La cuestión es cómo llevar eso y los principios de comer intuitivamente cuando empiezan a comer comida. Tal como comer intuitivamente implica confiar en nuestro cuerpo, esto implica confiar en el cuerpo de ellos. Si  empezamos desde la premisa que nosotros y ellos, nuestros hijos, saben cuando tienen hambre, que tienen ganas de comer, y cuando están llenos, la cosa cambia. ¡Pero qué difícil que es! Sobre todo porque implica decir que nosotros no sabemos lo que es mejor que coman que ellos.

Lo que me daba miedo es que no coma suficiente, porque la verdad que r. no comía casi nada, prefería teta, hasta pasado el primer año. Y aunque al principio lo decía, después empecé a cuidarme de decir algo como ‘ella no come nada’ y mas bien ante la eterna pregunta de ¿cómo está comiendo? empecé a decir, ‘come lo que necesita’, o de cuidarme de no parecer preocupada o frustrada cuando por enésima vez cocinas y no come nada y lo tira todo al piso- y a veces me salía mejor que otras. Ahora ya come más, y a aunque es poco comparado con otros chicos, ya no me preocupa – tanto. Sé que tiene fases de tipos de comidas que tiene ganas o que a veces, sobre todo si esta con los dientes o resfriada no come nada. Pero obviamente come lo que necesita porque está bien.

Y ahora que se extendió su conciencia y repertorio, bah- se da cuenta si estas comiendo otra cosa y siempre quiere probar- empiezan otros temas. A mí me da miedo, supongo que por extensión de lo que tengo miedo de mi misma, es que si le dejo comer cualquier cosa ¡¡va a comer helado, galletitas y chocolate todo el día!! Pero habiendo empezado a comprar las cosas que me gustan y dándome permiso para comer cuando y cuanto quiera me está mostrando que no, que si sé que es ‘legal’, y que hay, y está disponible, no me como todo, como más cuando tengo ganas, y paro cuando ya estoy llena – o al menos estoy en camino a eso. Y tendré que encontrar maneras de hacer esto con r.

Nosotros por ejemplo, decidimos que –siguiendo las pautas locales- no íbamos a darle comida con sal o azúcar al menos hasta el primer año. Y hasta el momento en que se empezó a dar cuenta, tratar de evitar cosas procesadas o muy dulces. La idea, aparte de un tema de salud con la sal, era exponerla a muchas comidas antes de que se reduzcan – porque parece que es normal que en el segundo año empiecen a ser un poco más limitados en lo que quieren comer. También pensamos que tiene toda la vida para probar todo, que si nunca comió nada, no le iba a hacer mal no comer ciertas cosas por cierto tiempo, y que hacia demasiadas cosas ricas naturales antes de exponerla a cosas más procesadas y con químicos. Que por ahí es un poco controlador, pero pensamos que hay tiempo para cada cosa. De más está decir que ya descubrió cuanto le gustan los helados y las galletitas. Y que me da miedo que solo quiera eso. Y a la vez no quiero hacer un gran tema de estas comidas. Creo también que hay que poner algunos límites, dado que los adultos somos nosotros. Pero es difícil el balance, y el confiar.

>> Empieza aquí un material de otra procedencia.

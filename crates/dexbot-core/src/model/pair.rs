use serde::{Deserialize, Deserializer};

/// Body of `GET /latest/dex/search`.
#[derive(Clone, Debug, Default, Deserialize)]
#[serde(rename_all = "camelCase")]
pub struct SearchResponse {
    #[serde(default)]
    pub schema_version: Option<String>,
    #[serde(default, deserialize_with = "null_as_default")]
    pub pairs: Vec<Pair>,
}

/// One liquidity pool as reported by Dexscreener.
///
/// The API omits (or nulls) fields freely, especially for young pairs, so
/// everything is optional or defaulted.
#[derive(Clone, Debug, Default, Deserialize)]
#[serde(rename_all = "camelCase")]
pub struct Pair {
    #[serde(default)]
    pub chain_id: Option<String>,
    #[serde(default)]
    pub dex_id: Option<String>,
    #[serde(default)]
    pub url: Option<String>,
    #[serde(default)]
    pub pair_address: Option<String>,
    #[serde(default, deserialize_with = "null_as_default")]
    pub base_token: Token,
    #[serde(default, deserialize_with = "null_as_default")]
    pub quote_token: Token,
    #[serde(default)]
    pub price_native: Option<String>,
    #[serde(default)]
    pub price_usd: Option<String>,
    #[serde(default, deserialize_with = "null_as_default")]
    pub txns: TxnWindows,
    #[serde(default, deserialize_with = "null_as_default")]
    pub volume: Windows,
    #[serde(default, deserialize_with = "null_as_default")]
    pub price_change: Windows,
    #[serde(default, deserialize_with = "null_as_default")]
    pub liquidity: Liquidity,
    #[serde(default)]
    pub fdv: Option<f64>,
    #[serde(default)]
    pub market_cap: Option<f64>,
    /// Unix timestamp in milliseconds.
    #[serde(default)]
    pub pair_created_at: Option<i64>,
}

impl Pair {
    pub fn is_on_chain(&self, chain_id: &str) -> bool {
        self.chain_id.as_deref() == Some(chain_id)
    }
}

#[derive(Clone, Debug, Default, Deserialize)]
pub struct Token {
    #[serde(default)]
    pub address: Option<String>,
    #[serde(default)]
    pub name: Option<String>,
    #[serde(default)]
    pub symbol: Option<String>,
}

#[derive(Clone, Copy, Debug, Default, Deserialize)]
pub struct TxnWindows {
    #[serde(default, deserialize_with = "null_as_default")]
    pub m5: TxnCount,
    #[serde(default, deserialize_with = "null_as_default")]
    pub h1: TxnCount,
    #[serde(default, deserialize_with = "null_as_default")]
    pub h6: TxnCount,
    #[serde(default, deserialize_with = "null_as_default")]
    pub h24: TxnCount,
}

#[derive(Clone, Copy, Debug, Default, PartialEq, Eq, Deserialize)]
pub struct TxnCount {
    #[serde(default, deserialize_with = "null_as_default")]
    pub buys: u64,
    #[serde(default, deserialize_with = "null_as_default")]
    pub sells: u64,
}

impl TxnCount {
    pub fn total(&self) -> u64 {
        self.buys.saturating_add(self.sells)
    }
}

/// Per-window numeric stats (`volume`, `priceChange`).
#[derive(Clone, Copy, Debug, Default, Deserialize)]
pub struct Windows {
    #[serde(default)]
    pub m5: Option<f64>,
    #[serde(default)]
    pub h1: Option<f64>,
    #[serde(default)]
    pub h6: Option<f64>,
    #[serde(default)]
    pub h24: Option<f64>,
}

#[derive(Clone, Copy, Debug, Default, Deserialize)]
pub struct Liquidity {
    #[serde(default)]
    pub usd: Option<f64>,
    #[serde(default)]
    pub base: Option<f64>,
    #[serde(default)]
    pub quote: Option<f64>,
}

fn null_as_default<'de, D, T>(d: D) -> std::result::Result<T, D::Error>
where
    D: Deserializer<'de>,
    T: Default + Deserialize<'de>,
{
    Ok(Option::<T>::deserialize(d)?.unwrap_or_default())
}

Una cosa que encontré útil es un libro de Ellyn Satter, aunque también hay cosas con las que no estoy tan de acuerdo. Pero como siempre, hay que sacar lo útil para nosotros, y descartar lo que no nos sirve. Básicamente lo que propone es una división de responsabilidades, los adultos/padres están a cargo de decidir que se come y cuando, mientras que los chicos deciden si quieren comer, qué quieren comer dentro de esto, y cuánto. Y esto quiere decir, que por ejemplo intentar que coman más es cruzar esa división de responsabilidades. Dentro de esto, es también flexible en tanto que el qué se come esta también marcado por el gusto de los chicos, pero no necesariamente en su totalidad, por ejemplo. Y propone  cosas para lidiar con por ejemplo, esas cosas que me preocupan a mí como son los dulces, galletitas, chocolates, jugos, cosas procesadas, que llenan pero no son tan nutritivos si sólo comen eso, sobre todo cuando todavía no pueden entender la relación causa y efecto – por ejemplo si comes un montón de chocolate, después te duele la panza – pero que tampoco quiero prohibir y crear una dinámica de deseo. La idea es encontrar  la forma de darles lugar y tiempo para que coman todo lo que quieran. Por ejemplo – que la merienda un dia sea de galletitas de chocolate, y dejarlos que coman las que quieran. Que sepan que no están prohibidas, que pueden comer la cantidad que desean, pero que a la vez no interfiere con otras comidas, como puede ser la cena o almuerzo, en donde hay otras cosas para comer. Me parecen ideas útiles, y las adaptamos como nos parece, y las cambiamos también cuando vemos que no estamos cómodos, o no funcionan. Pero así es todo. En fin, quería acá poner el tema sobre la mesa, porque es uno de los temas, para mí al menos, importantes y difíciles, como madre, y como feminista.

Lucila

Expectations

One of the things that I think has played a major role in how I felt as a mother is the kind of expectations I harboured. These expectations were sometimes based on observations, many created while reading (I am also a member of the ‘you read too much’ club), other were naive ideas or assumptions that I had not questioned or even realised I had until closer examination, and also, my lack of ideas on what to expect. But all of these were important in constructing my experience as a mother, and of many of the mothers I know.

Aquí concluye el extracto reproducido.